◆ Dataset records
/// An end atom that rules its bond out of the rotatable count: terminal, triple-bonded,
/// or the centre of a CX3 / C(CH3)3 group.
fn is_rotor_blocker(mol: &Molecule, atom: usize) -> bool {
    if mol.heavy_degree(atom) <= 1 {
        return true;
    }
    if heavy_neighbors(mol, atom).any(|(_, b)| b.order == BondOrder::Triple) {
        return true;
    }
    if mol.atoms[atom].element == Element::C {
        let nbrs: Vec<usize> = heavy_neighbors(mol, atom).map(|(n, _)| n).collect();
        for el in [Element::F, Element::Cl, Element::Br] {
            if nbrs.iter().filter(|&&n| mol.atoms[n].element == el).count() == 3 {
                return true;
            }
        }
        let methyls = nbrs
            .iter()
            .filter(|&&n| {
                mol.atoms[n].element == Element::C
                    && mol.heavy_degree(n) == 1
                    && mol.total_hydrogens(n) == 3
            })
            .count();
        if methyls == 3 {
            return true;
        }
    }
    false
}

/// C(=O|N|S)-N/O/S bonds of amides, esters and their thio analogues.
fn is_amide_like(mol: &Molecule, a: usize, b: usize) -> bool {
    let check = |c: usize, x: usize| {
        mol.atoms[c].element == Element::C
            && mol.heavy_degree(c) == 3
            && has_double_to(mol, c, &[Element::N, Element::O, Element::S])
            && matches!(mol.atoms[x].element, Element::N | Element::O | Element::S)
            && mol.heavy_degree(x) > 1
    };
    check(a, b) || check(b, a)
}

pub fn rotatable_bonds(mol: &Molecule) -> usize {
    mol.bonds
        .iter()
        .enumerate()
        .filter(|&(i, bond)| {
            bond.order == BondOrder::Single
                && !bond.aromatic
                && !mol.is_ring_bond(i)
                && mol.atoms[bond.a].element != Element::H
                && mol.atoms[bond.b].element != Element::H
                && !is_rotor_blocker(mol, bond.a)
                && !is_rotor_blocker(mol, bond.b)
                && !is_amide_like(mol, bond.a, bond.b)
        })
        .count()
}

/// Bond tallies over heavy neighbours, as used by the TPSA fragment table.
#[derive(Default)]
struct BondTally {
    single: usize,
    double: usize,
    triple: usize,
    aromatic: usize,
}

fn tally(mol: &Molecule, atom: usize) -> BondTally {
    let mut t = BondTally::default();
    for (_, b) in heavy_neighbors(mol, atom) {
        if b.aromatic {
            t.aromatic += 1;
            continue;
        }
        match b.order {
            BondOrder::Single => t.single += 1,
            BondOrder::Double => t.double += 1,
            BondOrder::Triple => t.triple += 1,
            BondOrder::Aromatic => t.aromatic += 1,
            BondOrder::Quadruple => {}
        }
    }
    t
}

fn in_three_ring(mol: &Molecule, atom: usize) -> bool {
    mol.rings()
        .iter()
        .any(|r| r.len() == 3 && r.atoms.contains(&atom))
}

/// Topological polar surface area, from Ertl's nitrogen and oxygen fragment values.
pub fn tpsa(mol: &Molecule) -> f64 {
    (0..mol.atom_count())
        .map(|i| tpsa_contribution(mol, i))
        .sum()
}
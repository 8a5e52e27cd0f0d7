//! Fixed page text. The same for every compound.

pub struct Link {
    pub title: &'static str,
    pub url: &'static str,
}

pub const TITLE: &str = "Opioid Drugs Database";

pub const OPIOID_CLASSES: &[&str] = &[
    "Natural opioid analgesics (e.g., morphine, codeine)",
    "Semi-synthetic opioids (e.g., oxycodone, hydrocodone)",
    "Fully synthetic opioids (e.g., fentanyl, methadone)",
];

pub const MEDICAL_USES: &[&str] = &[
    "Management of acute and chronic pain",
    "Anesthesia adjuncts",
    "Cough suppression",
    "Treatment of opioid use disorder",
];

pub const RISKS: &[&str] = &[
    "High potential for addiction and dependence",
    "Respiratory depression (can be fatal)",
    "Increasing rates of overdose deaths",
    "Diversion and misuse",
];

pub const CALL_TO_ACTION: &str =
    "Use this database to access scientific information about opioid medications.";

pub const DISCLAIMER: &str = "This information is for educational purposes only. \
                              Never use prescription medications without medical supervision.";

pub const MECHANISM_INTRO: &str =
    "Opioids work by binding to specific receptors in the brain and spinal cord:";

pub const RECEPTORS: &[&str] = &[
    "μ-opioid receptors (MOR) - primary analgesic effect",
    "δ-opioid receptors (DOR)",
    "κ-opioid receptors (KOR)",
];

pub const BINDING_EFFECTS: &[&str] = &[
    "Inhibits neurotransmitter release",
    "Hyperpolarizes neurons",
    "Modulates pain transmission",
];

pub const PHARMACOKINETICS: &[(&str, &str)] = &[
    ("Onset of action", "5-30 minutes (IV) to 30-90 minutes (oral)"),
    ("Duration of effect", "3-6 hours for most opioids"),
    ("Metabolism", "Primarily hepatic (CYP450 system)"),
    ("Excretion", "Renal"),
];

pub const PHARMACOKINETICS_NOTE: &str =
    "Actual parameters vary significantly between specific opioids.";

pub const DOSAGE_WARNING: &str =
    "Dosage must be determined by a qualified medical professional based on:";

pub const DOSAGE_FACTORS: &[&str] = &[
    "Patient's pain level",
    "Previous opioid exposure",
    "Medical condition",
    "Other medications",
    "Risk factors for respiratory depression",
];

pub const OVERDOSE_MANAGEMENT: &[&str] = &[
    "Call emergency services immediately",
    "Administer naloxone if available",
    "Provide respiratory support",
    "Monitor vital signs continuously",
];

pub const CONTRAINDICATIONS: &[&str] = &[
    "Significant respiratory depression",
    "Acute or severe bronchial asthma",
    "Known or suspected gastrointestinal obstruction",
    "Hypersensitivity to specific opioid",
];

pub const INTERACTIONS: &[(&str, &str)] = &[
    ("CNS depressants", "Alcohol, benzodiazepines (increased sedation)"),
    ("MAO inhibitors", "Risk of serotonin syndrome"),
    ("Anticholinergics", "Increased risk of constipation"),
];

pub const CLINICAL_GUIDELINES: &[Link] = &[
    Link {
        title: "CDC Guideline for Prescribing Opioids for Chronic Pain",
        url: "https://www.cdc.gov/opioids/providers/prescribing/guideline.html",
    },
    Link {
        title: "WHO Guidelines for the Pharmacological Treatment of Persisting Pain in Children",
        url: "https://www.who.int/publications/i/item/9789241548120",
    },
    Link {
        title: "ASAM National Practice Guideline for the Treatment of Opioid Use Disorder",
        url: "https://www.asam.org/quality-care/clinical-guidelines/national-practice-guideline",
    },
];

pub const LITERATURE: &[Link] = &[
    Link {
        title: "Opioid Pharmacology Review - Nature Reviews Drug Discovery",
        url: "https://www.nature.com/articles/nrd3438",
    },
    Link {
        title: "Opioid Overdose Crisis - New England Journal of Medicine",
        url: "https://www.nejm.org/doi/full/10.1056/nejmra1508491",
    },
    Link {
        title: "Molecular Mechanisms of Opioid Action - Pharmacological Reviews",
        url: "https://pharmrev.aspetjournals.org/content/73/4/1638",
    },
];

pub const RESOURCES: &[Link] = &[
    Link {
        title: "National Institute on Drug Abuse (NIDA) - Opioids",
        url: "https://www.drugabuse.gov/drug-topics/opioids",
    },
    Link {
        title: "SAMHSA Opioid Overdose Prevention Toolkit",
        url: "https://store.samhsa.gov/product/Opioid-Overdose-Prevention-Toolkit/SMA18-4742",
    },
    Link {
        title: "FDA Opioid Medications Information",
        url: "https://www.fda.gov/drugs/information-drug-class/opioid-medications",
    },
];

◆ Directions
Each line of the records above, from the first through the one containing "if mol.atoms[atom].element == Element::C", is to be retyped exactly; no other line belongs.

◆ Your response
/// An end atom that rules its bond out of the rotatable count: terminal, triple-bonded,
/// or the centre of a CX3 / C(CH3)3 group.
fn is_rotor_blocker(mol: &Molecule, atom: usize) -> bool {
    if mol.heavy_degree(atom) <= 1 {
        return true;
    }
    if heavy_neighbors(mol, atom).any(|(_, b)| b.order == BondOrder::Triple) {
        return true;
    }
    if mol.atoms[atom].element == Element::C {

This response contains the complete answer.